PROBLEM STATEMENT
Output the opening lines of the records exactly. End with the line that contains "use gauntlet_core::StandardChess;".

DATA FOR REVIEW
use thiserror::Error;

#[derive(Debug, Error)]
pub enum ProtocolError {
    #[error("invalid protocol version string: {0}")]
    InvalidVersion(String),

    #[error("unknown trust tier: {0}")]
    UnknownTier(String),

    #[error("unknown enforcement level: {0}")]
    UnknownEnforcement(String),

    #[error("wire message too large: {size} bytes exceeds {limit}")]
    MessageTooLarge { size: usize, limit: usize },

    #[error("CBOR encode error: {0}")]
    CborEncode(String),

    #[error("CBOR decode error: {0}")]
    CborDecode(String),
}
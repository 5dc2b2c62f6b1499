//! GAUNTLET CLI - run agent-vs-agent chess matches
//!
//! Pits two agent executables against each other for a configured number of
//! rounds, printing the cumulative tally after every round.

use std::path::{Path, PathBuf};
use std::time::Duration;

use anyhow::Result;
use clap::Parser;

use gauntlet_core::StandardChess;
use gauntlet_match::{run_round, ProcessAgent, Tally};

#[derive(Parser)]
#[command(name = "gauntlet")]
#[command(about = "Agent-vs-agent chess match harness")]
struct Cli {
    /// Path to the white agent executable
    #[arg(long, value_name = "FILE")]
    white: PathBuf,

    /// Path to the black agent executable
    #[arg(long, value_name = "FILE")]
    black: PathBuf,

    /// How many games to run
    #[arg(long, default_value = "1")]
    games: u32,

    /// Kill an agent and score the game as its crash when a single turn
    /// exceeds this many milliseconds
    #[arg(long, value_name = "MS")]
    move_timeout_ms: Option<u64>,

    /// Print the final tally as JSON
    #[arg(long)]
    json: bool,
}

fn main() -> Result<()> {
    tracing_subscriber::fmt()
        .with_env_filter(tracing_subscriber::EnvFilter::from_default_env())
        .with_writer(std::io::stderr)
        .init();

    let cli = Cli::parse();

    println!("white: {}", cli.white.display());
    println!("black: {}", cli.black.display());

    let rules = StandardChess;
    let mut white = agent(&cli.white, cli.move_timeout_ms);
    let mut black = agent(&cli.black, cli.move_timeout_ms);
    let mut tally = Tally::new();

    for game in 1..=cli.games {
        println!("game #{game}");
        let result = run_round(&rules, &mut white, &mut black);
        tracing::info!("game #{}: {:?}", game, result);
        tally.record(result);
        println!("{tally}");
    }

    if cli.json {
        println!("{}", serde_json::to_string_pretty(&tally)?);
    }

    Ok(())
}

fn agent(path: &Path, timeout_ms: Option<u64>) -> ProcessAgent {
    let mut agent = ProcessAgent::new(path);
    if let Some(ms) = timeout_ms {
        agent = agent.with_move_timeout(Duration::from_millis(ms));
    }
    agent
}
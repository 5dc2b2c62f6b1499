//! Reference agent: plays a uniformly random legal move
//!
//! Reads the turn message (`"<side> <FEN>"`) from standard input, writes
//! `"<source> <destination>"` to standard output and exits. Useful as a
//! sparring partner and as the integration-test workhorse.

use std::io::Read;

use anyhow::{Context, Result};
use rand::seq::SliceRandom;

use gauntlet_core::{Rules, Side, StandardChess};

fn main() -> Result<()> {
    let mut input = String::new();
    std::io::stdin()
        .read_to_string(&mut input)
        .context("reading turn message")?;

    let (side, board_text) = split_turn(&input)?;
    let side = Side::from_token(side).with_context(|| format!("unknown side token {side:?}"))?;

    let rules = StandardChess;
    let board = rules
        .parse(board_text)
        .with_context(|| format!("unparseable board {board_text:?}"))?;

    let moves = rules.legal_moves(&board, side);
    let mv = moves
        .choose(&mut rand::thread_rng())
        .with_context(|| format!("no legal moves for {side}"))?;

    println!("{} {}", mv.src, mv.dst);
    Ok(())
}

fn split_turn(input: &str) -> Result<(&str, &str)> {
    input
        .trim()
        .split_once(' ')
        .context("expected \"<side> <board>\" on stdin")
}
//! Agent process adapter - one subprocess per turn
//!
//! Agents are untrusted executables. Each turn spawns a fresh process,
//! delivers the encoded turn message on its standard input, reads a move
//! from its standard output and waits for it to exit. Nothing survives
//! between turns, so a misbehaving agent can only ever poison its own turn.

use std::io::{self, Read, Write};
use std::path::{Path, PathBuf};
use std::process::{Child, Command, ExitStatus, Stdio};
use std::sync::mpsc;
use std::thread;
use std::time::{Duration, Instant};

use gauntlet_core::Move;
use thiserror::Error;

use crate::protocol::{decode_move, ProtocolError};

/// A source of moves for one side.
///
/// `ProcessAgent` is the production implementation; the runner's tests
/// script their own. Any error carries crash semantics for the acting side.
pub trait Agent {
    fn play_turn(&mut self, input: &str) -> Result<Move, AgentError>;
}

/// Ways one agent turn can fail. All variants map to the crash category;
/// they are distinguished only for diagnostics.
#[derive(Debug, Error)]
pub enum AgentError {
    #[error("failed to launch {}: {}", .path.display(), .source)]
    Launch {
        path: PathBuf,
        #[source]
        source: io::Error,
    },
    #[error("i/o with agent failed: {0}")]
    Io(#[from] io::Error),
    #[error("malformed move response: {0}")]
    Malformed(#[from] ProtocolError),
    #[error("agent exited with {status}")]
    Exited { status: ExitStatus },
    #[error("agent exceeded its {limit:?} move budget")]
    TimedOut { limit: Duration },
}

/// Runs an external executable for exactly one turn per call.
///
/// The child's stderr is inherited so agent diagnostics land on the
/// harness's own error stream. With a move timeout configured, both the
/// output read and the exit wait are bounded and an overrunning child is
/// killed; without one, both block until the child is done.
pub struct ProcessAgent {
    path: PathBuf,
    move_timeout: Option<Duration>,
}

impl ProcessAgent {
    pub fn new(path: impl Into<PathBuf>) -> Self {
        Self {
            path: path.into(),
            move_timeout: None,
        }
    }

    /// Bound each turn, process start to process exit.
    pub fn with_move_timeout(mut self, limit: Duration) -> Self {
        self.move_timeout = Some(limit);
        self
    }

    pub fn path(&self) -> &Path {
        &self.path
    }

    fn spawn(&self) -> Result<Child, AgentError> {
        // stdout is piped at spawn time, before the child can produce
        // anything, so writing input below cannot deadlock against a child
        // that talks first.
        Command::new(&self.path)
            .stdin(Stdio::piped())
            .stdout(Stdio::piped())
            .stderr(Stdio::inherit())
            .spawn()
            .map_err(|source| AgentError::Launch {
                path: self.path.clone(),
                source,
            })
    }

    fn read_output(
        &self,
        child: &mut Child,
        budget: Option<(Duration, Instant)>,
    ) -> Result<String, AgentError> {
        let mut stdout = match child.stdout.take() {
            Some(stdout) => stdout,
            None => return Ok(String::new()),
        };

        match budget {
            None => {
                let mut output = String::new();
                if let Err(err) = stdout.read_to_string(&mut output) {
                    reap(child);
                    return Err(err.into());
                }
                Ok(output)
            }
            Some((limit, started)) => {
                let (sender, receiver) = mpsc::channel();
                thread::spawn(move || {
                    let mut output = String::new();
                    let outcome = stdout.read_to_string(&mut output).map(|_| output);
                    let _ = sender.send(outcome);
                });
                let remaining = limit.saturating_sub(started.elapsed());
                match receiver.recv_timeout(remaining) {
                    Ok(Ok(output)) => Ok(output),
                    Ok(Err(err)) => {
                        reap(child);
                        Err(err.into())
                    }
                    Err(_) => {
                        reap(child);
                        Err(AgentError::TimedOut { limit })
                    }
                }
            }
        }
    }

    fn wait_for_exit(
        &self,
        child: &mut Child,
        budget: Option<(Duration, Instant)>,
    ) -> Result<ExitStatus, AgentError> {
        match budget {
            None => Ok(child.wait()?),
            Some((limit, started)) => loop {
                if let Some(status) = child.try_wait()? {
                    return Ok(status);
                }
                if started.elapsed() >= limit {
                    reap(child);
                    return Err(AgentError::TimedOut { limit });
                }
                thread::sleep(Duration::from_millis(5));
            },
        }
    }
}

impl Agent for ProcessAgent {
    fn play_turn(&mut self, input: &str) -> Result<Move, AgentError> {
        let started = Instant::now();
        let budget = self.move_timeout.map(|limit| (limit, started));

        let mut child = self.spawn()?;

        // The message is one short line, well under the pipe buffer, so the
        // write cannot block. A closed read end just means the agent moved
        // without looking at the board; its output still decides the turn.
        if let Some(mut stdin) = child.stdin.take() {
            match stdin.write_all(input.as_bytes()) {
                Ok(()) => {}
                Err(err) if err.kind() == io::ErrorKind::BrokenPipe => {}
                Err(err) => {
                    reap(&mut child);
                    return Err(err.into());
                }
            }
        }
        // stdin drops here, closing the write end

        let output = self.read_output(&mut child, budget)?;
        let status = self.wait_for_exit(&mut child, budget)?;

        // A non-zero exit is a crash even when a well-formed move was
        // already written.
        if !status.success() {
            return Err(AgentError::Exited { status });
        }
        Ok(decode_move(&output)?)
    }
}

fn reap(child: &mut Child) {
    let _ = child.kill();
    let _ = child.wait();
}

RESULT
use thiserror::Error;

#[derive(Debug, Error)]
pub enum ProtocolError {
    #[error("invalid protocol version string: {0}")]
    InvalidVersion(String),

    #[error("unknown trust tier: {0}")]
    UnknownTier(String),

    #[error("unknown enforcement level: {0}")]
    UnknownEnforcement(String),

    #[error("wire message too large: {size} bytes exceeds {limit}")]
    MessageTooLarge { size: usize, limit: usize },

    #[error("CBOR encode error: {0}")]
    CborEncode(String),

    #[error("CBOR decode error: {0}")]
    CborDecode(String),
}
repository 5dc2b2c62f6b1499
//! GAUNTLET CLI - run agent-vs-agent chess matches
//!
//! Pits two agent executables against each other for a configured number of
//! rounds, printing the cumulative tally after every round.

use std::path::{Path, PathBuf};
use std::time::Duration;

use anyhow::Result;
use clap::Parser;

use gauntlet_core::StandardChess;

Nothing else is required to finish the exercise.